Pauline retired at the end of May after 20 years of incredible service to Prisoners Abroad. She kindly shared some thoughts on her time as Chief Executive, reflecting on the key values of our founders, and how proud she is that those principles are still the ones that guide us today.

In 2003, I started working at Prisoners Abroad as its Chief Executive – a role that has provided me with an opportunity to learn so much and to apply the humanitarian beliefs that are so important to me.

After twenty years, I am now stepping back from this organisation, but it has been a privilege to work alongside some amazingly talented and caring people - staff, volunteers, trustees, and supporters - to do work that few people know about and even fewer care about.

On the face of it, we work with British people in prison abroad – but we do so much more too.

When our founders Chris Cheal, Craig Feehan and Joe Parham created the National Council for the Welfare of Prisoners Abroad back in 1978, they cared enormously about the emerging humanitarian plight of Britons imprisoned in Turkey and Morocco, who found themselves in appalling conditions.

The fight to create and maintain the organisation that became Prisoners Abroad, that would help people in a completely non-judgmental way, turned out to be insightful; if people can be offered a different way to live their lives, our experience is that they will take it. We advocate on behalf of people in prison whose ability to advocate for themselves is often lacking.

Many people have family and friends who stay in touch and care about what happens to them, but many have no one looking out for them; they feel isolated and forgotten. That’s why the work of Prisoners Abroad is so critical – we stay in touch and care.

For the people we support, the birthday card or Christmas card we send may be the most valuable gesture of humanity that is possible for someone in prison. We know this because people arrive at our resettlement unit from the airport clutching birthday cards signed by our staff team from years ago. When you have nothing else, this simple card signed by us, means absolutely everything.

I realise that Prisoners Abroad is uniquely positioned; we see the importance of humanitarian actions and human dignity; we see the vastly complex and varying criminal justice systems in 100 countries around the world; we see the cultural differences in countries’ approach to dealing with criminality, with some actions being criminal in one country and not in another; we see people in desperate need who can’t wait for a criminal justice process to prove them innocent as that might go on for years and they need help now.
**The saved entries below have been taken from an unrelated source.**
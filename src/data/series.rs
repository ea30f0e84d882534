//! Shaping a resolved row subset into the companion series plot.

use serde::{Deserialize, Serialize};

use crate::data::selection::Subset;
use crate::error::ExplorerError;

/// How a multi-row selection collapses into a single plotted series.
#[derive(Debug, Clone, Copy, PartialEq, Eq, Default, Serialize, Deserialize)]
pub enum DisplayMode {
    /// The selected row's values, unmodified. Only defined for a single row.
    Raw,
    /// Elementwise arithmetic mean across the selected rows.
    #[default]
    Mean,
    /// Elementwise population standard deviation across the selected rows.
    Sigma,
}

impl DisplayMode {
    pub fn label(&self) -> &'static str {
        match self {
            DisplayMode::Raw => "Raw",
            DisplayMode::Mean => "Mean",
            DisplayMode::Sigma => "Sigma",
        }
    }

    /// All modes, for combo/radio UIs.
    pub fn all() -> [DisplayMode; 3] {
        [DisplayMode::Raw, DisplayMode::Mean, DisplayMode::Sigma]
    }
}

/// The values to render in the companion plot.
#[derive(Debug, Clone, PartialEq, Default)]
pub enum SeriesData {
    /// Nothing to plot; renders as a blank plot with only layout set.
    #[default]
    Empty,
    /// One series of y-values; x-values are the integer sample positions.
    Values(Vec<f64>),
}

impl SeriesData {
    pub fn is_empty(&self) -> bool {
        matches!(self, SeriesData::Empty)
    }

    /// Plot points with x = 0..len integer positions.
    pub fn points(&self) -> Vec<[f64; 2]> {
        match self {
            SeriesData::Empty => Vec::new(),
            SeriesData::Values(values) => values
                .iter()
                .enumerate()
                .map(|(i, &y)| [i as f64, y])
                .collect(),
        }
    }
}

/// Collapse a subset of rows into one series according to `mode`.
///
/// A single unwrapped row passes through verbatim for every mode. Raw is
/// defined only when exactly one row is selected; the UI never produces a
/// multi-row raw request, but the guard keeps the contract explicit.
pub fn shape(subset: &Subset, mode: DisplayMode) -> Result<SeriesData, ExplorerError> {
    match subset {
        Subset::Empty => Ok(SeriesData::Empty),
        Subset::Single(row) => Ok(SeriesData::Values(row.clone())),
        Subset::Rows(rows) => {
            if rows.is_empty() {
                return Ok(SeriesData::Empty);
            }
            match mode {
                DisplayMode::Raw => {
                    if rows.len() == 1 {
                        Ok(SeriesData::Values(rows[0].clone()))
                    } else {
                        Err(ExplorerError::RawRequiresSingleRow { rows: rows.len() })
                    }
                }
                DisplayMode::Mean => Ok(SeriesData::Values(elementwise_mean(rows))),
                DisplayMode::Sigma => Ok(SeriesData::Values(elementwise_sigma(rows))),
            }
        }
    }
}

fn series_len(rows: &[Vec<f64>]) -> usize {
    rows.iter().map(|r| r.len()).min().unwrap_or(0)
}

fn elementwise_mean(rows: &[Vec<f64>]) -> Vec<f64> {
    let n = rows.len() as f64;
    (0..series_len(rows))
        .map(|j| rows.iter().map(|r| r[j]).sum::<f64>() / n)
        .collect()
}

fn elementwise_sigma(rows: &[Vec<f64>]) -> Vec<f64> {
    let n = rows.len() as f64;
    let means = elementwise_mean(rows);
    means
        .iter()
        .enumerate()
        .map(|(j, &m)| {
            let var = rows.iter().map(|r| (r[j] - m) * (r[j] - m)).sum::<f64>() / n;
            var.sqrt()
        })
        .collect()
}
//! LatentScope crate root: re-exports and module wiring.
//!
//! This crate provides an interactive latent-space explorer built on
//! egui/eframe: a 2D scatter projection of latent points next to a companion
//! series plot derived from the selected dataset rows.
//!
//! The implementation is split into cohesive modules:
//! - `data`: pure core — generation, selection resolution, series shaping,
//!   scatter projection
//! - `events`: event subscription for embedding callers
//! - `config`: shared configuration
//! - `persistence`: JSON save/load of view settings
//! - `panels` / `app`: the explorer UI and run helpers

pub mod app;
pub mod config;
pub mod data;
pub mod error;
pub mod events;
pub mod panels;
pub mod persistence;

// Public re-exports for a compact external API
pub use app::{run_explorer, ExplorerApp};
pub use config::{ExplorerConfig, FeatureFlags};
pub use data::dataset::{Dataset, LatentPoint, LatentPointSet, Snapshot, DATASET_ROWS, SAMPLES_PER_ROW};
pub use data::generate::{generate_dataset, generate_latent_points, regenerate};
pub use data::group_look::GroupLook;
pub use data::projection::{project, GroupBy, NameMap, PointGroup, ScatterFilter, UNLABELED};
pub use data::selection::{resolve, SelectionEvent, Subset};
pub use data::series::{shape, DisplayMode, SeriesData};
pub use error::ExplorerError;
pub use events::{EventController, EventFilter, EventKind, ExplorerEvent};
pub use panels::ExplorerPanel;
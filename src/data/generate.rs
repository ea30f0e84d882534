//! Synthetic data generation: random Gaussian-bump signal rows and a
//! two-cluster 2D latent point set.

use rand::Rng;
use rand_distr::{Distribution, Normal};

use crate::data::dataset::{
    Dataset, LatentPoint, LatentPointSet, Snapshot, DATASET_ROWS, SAMPLES_PER_ROW,
};

/// Generate [`DATASET_ROWS`] rows of [`SAMPLES_PER_ROW`] samples each.
///
/// Each row is a Gaussian bump `exp(-(x - mean)^2 / (2 sigma^2))` sampled on
/// x linearly spaced over [0, 1], with `mean ~ U[0, 1)` and
/// `sigma ~ U[0.1, 0.5)` drawn independently per row. All values fall in
/// (0, 1].
pub fn generate_dataset<R: Rng + ?Sized>(rng: &mut R) -> Dataset {
    let mut rows = Vec::with_capacity(DATASET_ROWS);
    for _ in 0..DATASET_ROWS {
        let mean = rng.gen_range(0.0..1.0);
        let sigma = rng.gen_range(0.1..0.5);
        let row = (0..SAMPLES_PER_ROW)
            .map(|i| {
                let x = i as f64 / (SAMPLES_PER_ROW - 1) as f64;
                let d = x - mean;
                (-(d * d) / (2.0 * sigma * sigma)).exp()
            })
            .collect();
        rows.push(row);
    }
    Dataset::new(rows)
}

/// Generate [`DATASET_ROWS`] latent points: half from a unit-variance 2D
/// normal centered at (0, 0), half from one centered at (2, 2).
///
/// Points carry no cluster or label assignment; callers attach those
/// afterwards when they want grouped rendering.
pub fn generate_latent_points<R: Rng + ?Sized>(rng: &mut R) -> LatentPointSet {
    let origin = Normal::new(0.0, 1.0).unwrap();
    let offset = Normal::new(2.0, 1.0).unwrap();

    let half = DATASET_ROWS / 2;
    let mut points = Vec::with_capacity(DATASET_ROWS);
    for _ in 0..half {
        points.push(LatentPoint::new(origin.sample(rng), origin.sample(rng)));
    }
    for _ in 0..(DATASET_ROWS - half) {
        points.push(LatentPoint::new(offset.sample(rng), offset.sample(rng)));
    }
    LatentPointSet::new(points)
}

/// Generate a fresh dataset / latent-point pair as one atomic snapshot.
pub fn regenerate<R: Rng + ?Sized>(rng: &mut R) -> Snapshot {
    Snapshot::new(generate_dataset(rng), generate_latent_points(rng))
}
//! The central explorer widget.
//!
//! `ExplorerPanel` owns the current snapshot and all view state, and renders
//! the controls strip plus the scatter / series plot pair. It can be used:
//!
//! * **Standalone** – wrapped inside [`ExplorerApp`](crate::app::ExplorerApp)
//!   and driven by the eframe event loop.
//! * **Embedded** – placed inside a parent egui application by calling
//!   [`ExplorerPanel::update`] from the host's frame code.

use std::collections::{BTreeSet, HashMap};

use eframe::egui;
use egui_phosphor::regular::{ARROWS_CLOCKWISE, BROOM};
use rand::rngs::StdRng;
use rand::SeedableRng;

use crate::config::{ExplorerConfig, FeatureFlags};
use crate::data::dataset::Snapshot;
use crate::data::generate;
use crate::data::group_look::GroupLook;
use crate::data::projection::{
    self, GroupBy, NameMap, PointGroup, ScatterFilter, UNLABELED,
};
use crate::data::selection::{self, SelectionEvent};
use crate::data::series::{self, DisplayMode, SeriesData};
use crate::events::{EventController, EventKind, ExplorerEvent};
use crate::panels::scatter_ui::ScatterPanel;
use crate::panels::series_ui::SeriesPanel;

pub struct ExplorerPanel {
    snapshot: Snapshot,
    selection: SelectionEvent,

    // View state (mirrored by persistence::ViewStateSerde).
    pub mode: DisplayMode,
    pub group_by: GroupBy,
    pub filter: ScatterFilter,
    pub n_components: usize,
    pub show_legend: bool,
    pub point_size: f32,

    pub cluster_names: NameMap,
    pub label_names: NameMap,
    pub features: FeatureFlags,

    looks: HashMap<i64, GroupLook>,
    events: Option<EventController>,
    rng: StdRng,
    scatter: ScatterPanel,
    series: SeriesPanel,
}

impl Default for ExplorerPanel {
    fn default() -> Self {
        Self::from_config(&ExplorerConfig::default())
    }
}

impl ExplorerPanel {
    pub fn new() -> Self {
        Self::default()
    }

    pub fn from_config(cfg: &ExplorerConfig) -> Self {
        let mut rng = match cfg.seed {
            Some(seed) => StdRng::seed_from_u64(seed),
            None => StdRng::from_entropy(),
        };
        let snapshot = generate::regenerate(&mut rng);
        Self {
            snapshot,
            selection: SelectionEvent::None,
            mode: cfg.mode,
            group_by: cfg.group_by,
            filter: cfg.filter,
            n_components: cfg.n_components,
            show_legend: true,
            point_size: 4.0,
            cluster_names: NameMap::new(),
            label_names: NameMap::new(),
            features: cfg.features.clone(),
            looks: HashMap::new(),
            events: cfg.controllers.event.clone(),
            rng,
            scatter: ScatterPanel::default(),
            series: SeriesPanel::default(),
        }
    }

    // ── Snapshot & selection ─────────────────────────────────────────────────

    pub fn snapshot(&self) -> &Snapshot {
        &self.snapshot
    }

    pub fn selection(&self) -> &SelectionEvent {
        &self.selection
    }

    /// Replace the snapshot with a freshly generated pair and drop the
    /// current selection (its indices refer to the old snapshot).
    pub fn regenerate(&mut self) {
        self.snapshot = generate::regenerate(&mut self.rng);
        log::info!(
            "regenerated snapshot: {} rows, {} latent points",
            self.snapshot.dataset.len(),
            self.snapshot.latent.len()
        );
        let had_selection = !self.selection.is_empty();
        self.selection = SelectionEvent::None;

        let mut kinds = EventKind::REGENERATED;
        if had_selection {
            kinds |= EventKind::SELECTION_CLEARED;
        }
        let mut ev = ExplorerEvent::new(kinds);
        ev.snapshot_len = Some(self.snapshot.dataset.len());
        self.emit(ev);
    }

    /// Install an externally built snapshot (e.g. labeled points from a demo
    /// or a host application). Clears the selection like a regeneration.
    pub fn set_snapshot(&mut self, snapshot: Snapshot) {
        self.snapshot = snapshot;
        self.selection = SelectionEvent::None;
        let mut ev = ExplorerEvent::new(EventKind::REGENERATED);
        ev.snapshot_len = Some(self.snapshot.dataset.len());
        self.emit(ev);
    }

    /// Apply a selection, as produced by the scatter panel or an embedding
    /// caller. A multi-row selection cannot be displayed raw, so an active
    /// Raw mode falls over to Mean first.
    pub fn set_selection(&mut self, event: SelectionEvent) {
        if event.len() > 1 && self.mode == DisplayMode::Raw {
            self.set_mode(DisplayMode::Mean);
        }

        let kinds = match &event {
            SelectionEvent::None => EventKind::SELECTION_CLEARED,
            SelectionEvent::Click(_) => EventKind::CLICK | EventKind::SELECTION_CHANGED,
            SelectionEvent::Lasso(indices) if indices.is_empty() => {
                EventKind::SWEEP | EventKind::SELECTION_CLEARED
            }
            SelectionEvent::Lasso(_) => EventKind::SWEEP | EventKind::SELECTION_CHANGED,
        };
        self.selection = event;

        let mut ev = ExplorerEvent::new(kinds);
        ev.selection = Some(self.selection.clone());
        self.emit(ev);
    }

    pub fn clear_selection(&mut self) {
        self.set_selection(SelectionEvent::None);
    }

    pub fn set_mode(&mut self, mode: DisplayMode) {
        if self.mode == mode {
            return;
        }
        self.mode = mode;
        let mut ev = ExplorerEvent::new(EventKind::MODE_CHANGED);
        ev.mode = Some(mode);
        self.emit(ev);
    }

    // ── Derived plot data ────────────────────────────────────────────────────

    /// The scatter groups for the current snapshot, grouping and filter.
    pub fn groups(&self) -> Vec<PointGroup> {
        let names = match self.group_by {
            GroupBy::Label => &self.label_names,
            GroupBy::Cluster => &self.cluster_names,
        };
        projection::project(
            &self.snapshot.latent,
            self.n_components,
            self.group_by,
            self.filter,
            names,
        )
    }

    /// The companion series for the current selection and mode.
    ///
    /// A stale selection (indices outside the current dataset) resolves to
    /// the blank series rather than an error surface.
    pub fn series_data(&self) -> SeriesData {
        let subset = match selection::resolve(&self.selection, &self.snapshot.dataset) {
            Ok(subset) => subset,
            Err(err) => {
                log::debug!("dropping stale selection: {err}");
                return SeriesData::Empty;
            }
        };
        match series::shape(&subset, self.mode) {
            Ok(data) => data,
            Err(err) => {
                log::debug!("cannot shape selection: {err}");
                SeriesData::Empty
            }
        }
    }

    // ── Rendering ────────────────────────────────────────────────────────────

    /// Render the whole explorer into the given `Ui`.
    pub fn update(&mut self, ui: &mut egui::Ui) {
        if self.features.controls {
            self.render_controls(ui);
            ui.separator();
        }

        let groups = self.groups();
        self.ensure_looks(&groups);
        let series_data = self.series_data();

        let mut new_selection = None;
        {
            let looks = &self.looks;
            let scatter = &mut self.scatter;
            let series_panel = &mut self.series;
            let selection = &self.selection;
            let show_legend = self.features.legend && self.show_legend;
            let point_size = self.point_size;
            let mode = self.mode;
            ui.columns(2, |cols| {
                new_selection =
                    scatter.render(&mut cols[0], &groups, looks, selection, show_legend, point_size);
                series_panel.render(&mut cols[1], &series_data, mode);
            });
        }
        if let Some(event) = new_selection {
            if event != self.selection {
                self.set_selection(event);
            }
        }
    }

    fn render_controls(&mut self, ui: &mut egui::Ui) {
        ui.horizontal_wrapped(|ui| {
            if self.features.regenerate {
                let btn = ui
                    .button(format!("{ARROWS_CLOCKWISE} Regenerate"))
                    .on_hover_text("Replace the dataset and latent points with a fresh random pair");
                if btn.clicked() {
                    self.regenerate();
                }
                ui.separator();
            }

            if self.features.mode_selector {
                ui.label("Display:");
                let multi = self.selection.len() > 1;
                for mode in DisplayMode::all() {
                    let enabled = !(mode == DisplayMode::Raw && multi);
                    let resp = ui.add_enabled(
                        enabled,
                        egui::RadioButton::new(self.mode == mode, mode.label()),
                    );
                    if resp.clicked() {
                        self.set_mode(mode);
                    }
                }
                ui.separator();
            }

            if self.features.grouping {
                self.render_grouping_combo(ui);
            }
            if self.features.filters {
                self.render_filter_combos(ui);
            }

            if self.features.legend {
                ui.checkbox(&mut self.show_legend, "Legend");
            }
            if self.features.point_size {
                ui.label("Size:");
                ui.add(egui::Slider::new(&mut self.point_size, 1.0..=10.0));
            }

            if !self.selection.is_empty() {
                ui.separator();
                ui.label(format!("{} selected", self.selection.len()));
                if ui.button(format!("{BROOM} Clear")).clicked() {
                    self.clear_selection();
                }
            }
        });
    }

    fn render_grouping_combo(&mut self, ui: &mut egui::Ui) {
        let group_by = &mut self.group_by;
        let mut changed = false;
        egui::ComboBox::from_label("Group by")
            .selected_text(group_by.label())
            .show_ui(ui, |ui| {
                for option in [GroupBy::Label, GroupBy::Cluster] {
                    changed |= ui
                        .selectable_value(group_by, option, option.label())
                        .changed();
                }
            });
        if changed {
            self.emit(ExplorerEvent::new(EventKind::PROJECTION_CHANGED));
        }
    }

    fn render_filter_combos(&mut self, ui: &mut egui::Ui) {
        let clusters = distinct_values(self.snapshot.latent.points.iter().map(|p| p.cluster));
        let labels = distinct_values(self.snapshot.latent.points.iter().map(|p| p.label));
        let mut changed = false;

        if clusters.iter().any(|&v| v != UNLABELED) {
            let entries: Vec<(i64, String)> = clusters
                .iter()
                .map(|&id| (id, self.cluster_names.display_name(id)))
                .collect();
            let selected_text = match self.filter.cluster {
                None => "All".to_string(),
                Some(id) => self.cluster_names.display_name(id),
            };
            let filter = &mut self.filter;
            egui::ComboBox::from_label("Cluster")
                .selected_text(selected_text)
                .show_ui(ui, |ui| {
                    changed |= ui.selectable_value(&mut filter.cluster, None, "All").changed();
                    for (id, name) in &entries {
                        changed |= ui
                            .selectable_value(&mut filter.cluster, Some(*id), name)
                            .changed();
                    }
                });
        }

        if labels.iter().any(|&v| v != UNLABELED) {
            let entries: Vec<(i64, String)> = labels
                .iter()
                .map(|&id| (id, self.label_names.display_name(id)))
                .collect();
            let selected_text = match self.filter.label {
                None => "All".to_string(),
                Some(id) => self.label_names.display_name(id),
            };
            let filter = &mut self.filter;
            egui::ComboBox::from_label("Label")
                .selected_text(selected_text)
                .show_ui(ui, |ui| {
                    changed |= ui.selectable_value(&mut filter.label, None, "All").changed();
                    for (id, name) in &entries {
                        changed |= ui
                            .selectable_value(&mut filter.label, Some(*id), name)
                            .changed();
                    }
                });
        }

        if changed {
            self.emit(ExplorerEvent::new(EventKind::PROJECTION_CHANGED));
        }
    }

    fn ensure_looks(&mut self, groups: &[PointGroup]) {
        for group in groups {
            if !self.looks.contains_key(&group.value) {
                let look = GroupLook::new(self.looks.len());
                self.looks.insert(group.value, look);
            }
        }
    }

    /// Mutable access to a group's look (color, visibility, marker).
    pub fn look_mut(&mut self, value: i64) -> &mut GroupLook {
        self.looks.entry(value).or_insert_with(GroupLook::default)
    }

    fn emit(&self, event: ExplorerEvent) {
        if let Some(ctrl) = &self.events {
            ctrl.emit(event);
        }
    }
}

fn distinct_values(values: impl Iterator<Item = Option<i64>>) -> Vec<i64> {
    let set: BTreeSet<i64> = values.map(|v| v.unwrap_or(UNLABELED)).collect();
    set.into_iter().collect()
}
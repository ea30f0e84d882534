//! Demo: embedding the explorer with your own labeled snapshot
//!
//! What it demonstrates
//! - Building an `ExplorerApp` by hand instead of calling `run_explorer()`.
//! - Installing a custom snapshot with cluster/label assignments and display
//!   names, then grouping the scatter by cluster.
//!
//! How to run
//! ```bash
//! cargo run --example labeled_clusters
//! ```

use eframe::egui;
use latentscope::{
    generate_dataset, generate_latent_points, ExplorerApp, ExplorerConfig, GroupBy, Snapshot,
};
use rand::rngs::StdRng;
use rand::{Rng, SeedableRng};

fn main() -> eframe::Result<()> {
    env_logger::init();

    // A reproducible snapshot with the two generator clusters made explicit.
    let mut rng = StdRng::seed_from_u64(7);
    let dataset = generate_dataset(&mut rng);
    let mut latent = generate_latent_points(&mut rng);
    let half = latent.len() / 2;
    for (i, point) in latent.points.iter_mut().enumerate() {
        point.cluster = Some(if i < half { 0 } else { 1 });
        // Sparse labels: most points stay unlabeled.
        if rng.gen_bool(0.3) {
            point.label = Some(rng.gen_range(1..=2));
        }
    }
    let snapshot = Snapshot::new(dataset, latent);

    let cfg = ExplorerConfig {
        title: "LatentScope — labeled clusters".to_string(),
        group_by: GroupBy::Cluster,
        ..ExplorerConfig::default()
    };

    let mut app = ExplorerApp::new(&cfg);
    {
        let panel = app.panel_mut();
        panel.cluster_names.insert(0, "origin cloud");
        panel.cluster_names.insert(1, "offset cloud");
        panel.label_names.insert(1, "reviewed");
        panel.label_names.insert(2, "flagged");
        panel.set_snapshot(snapshot);
    }

    let opts = eframe::NativeOptions {
        viewport: egui::ViewportBuilder::default().with_inner_size(egui::vec2(1200.0, 700.0)),
        ..Default::default()
    };
    eframe::run_native(
        &cfg.title,
        opts,
        Box::new(|cc| {
            let mut fonts = egui::FontDefinitions::default();
            egui_phosphor::add_to_fonts(&mut fonts, egui_phosphor::Variant::Regular);
            cc.egui_ctx.set_fonts(fonts);
            Ok(Box::new(app))
        }),
    )
}
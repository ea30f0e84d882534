//! Configuration types shared across the explorer UI.

use crate::data::projection::{GroupBy, ScatterFilter};
use crate::data::series::DisplayMode;
use crate::events::EventController;

// ─────────────────────────────────────────────────────────────────────────────
// Feature flags
// ─────────────────────────────────────────────────────────────────────────────

/// Toggle individual UI features on or off.
///
/// All features default to `true` (enabled). Disable features to create a
/// minimal, focused UI for embedded dashboards.
#[derive(Clone, Debug)]
pub struct FeatureFlags {
    /// Show the controls strip above the plots.
    pub controls: bool,
    /// Show the regenerate button.
    pub regenerate: bool,
    /// Show the display mode (raw/mean/sigma) selector.
    pub mode_selector: bool,
    /// Show the group-by selector.
    pub grouping: bool,
    /// Show the cluster/label filter combos.
    pub filters: bool,
    /// Show the scatter plot legend.
    pub legend: bool,
    /// Show the point-size slider.
    pub point_size: bool,
}

impl Default for FeatureFlags {
    fn default() -> Self {
        Self {
            controls: true,
            regenerate: true,
            mode_selector: true,
            grouping: true,
            filters: true,
            legend: true,
            point_size: true,
        }
    }
}

// ─────────────────────────────────────────────────────────────────────────────
// Controllers sub-config
// ─────────────────────────────────────────────────────────────────────────────

/// Optional programmatic controllers attached to the explorer.
#[derive(Clone, Default)]
pub struct Controllers {
    pub event: Option<EventController>,
}

// ─────────────────────────────────────────────────────────────────────────────
// ExplorerConfig
// ─────────────────────────────────────────────────────────────────────────────

/// Top-level configuration for the explorer window.
#[derive(Clone)]
pub struct ExplorerConfig {
    // ── Window / chrome ──────────────────────────────────────────────────────
    /// Native window title.
    pub title: String,
    /// Optional headline rendered above the plots.
    pub headline: Option<String>,
    /// Optional eframe native-window options.
    pub native_options: Option<eframe::NativeOptions>,

    // ── Initial view state ───────────────────────────────────────────────────
    /// Projection dimensionality (2 or 3 meaningful coordinate components).
    pub n_components: usize,
    /// Display mode the series plot starts in.
    pub mode: DisplayMode,
    /// Grouping key the scatter starts with.
    pub group_by: GroupBy,
    /// Initial cluster/label filter.
    pub filter: ScatterFilter,
    /// Seed for the first generated snapshot; `None` seeds from entropy.
    pub seed: Option<u64>,

    // ── Feature flags ────────────────────────────────────────────────────────
    /// Toggle individual UI features on/off.
    pub features: FeatureFlags,

    // ── Programmatic controllers ─────────────────────────────────────────────
    /// External controllers for programmatic interaction.
    pub controllers: Controllers,
}

impl Default for ExplorerConfig {
    fn default() -> Self {
        Self {
            title: "LatentScope".to_string(),
            headline: None,
            native_options: None,

            n_components: 2,
            mode: DisplayMode::default(),
            group_by: GroupBy::default(),
            filter: ScatterFilter::all(),
            seed: None,

            features: FeatureFlags::default(),
            controllers: Controllers::default(),
        }
    }
}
I could have written these points 20 years ago because they were just as valid then as they are today. People have said that I must have seen a lot of change …. well, I have and I haven’t! Nothing has changed and yet everything has.

The demand for our support and services hasn’t gone away – there will always be people who commit crimes, be that intentionally or those who find themselves caught up in a situation there seems no way out of.

But the thread that runs through all our work is our core value of providing a service in a non-judgmental way.

Patterns of offending around the world change alongside political regimes, so we are constantly adapting to the issues and needs this raises for Britons detained overseas.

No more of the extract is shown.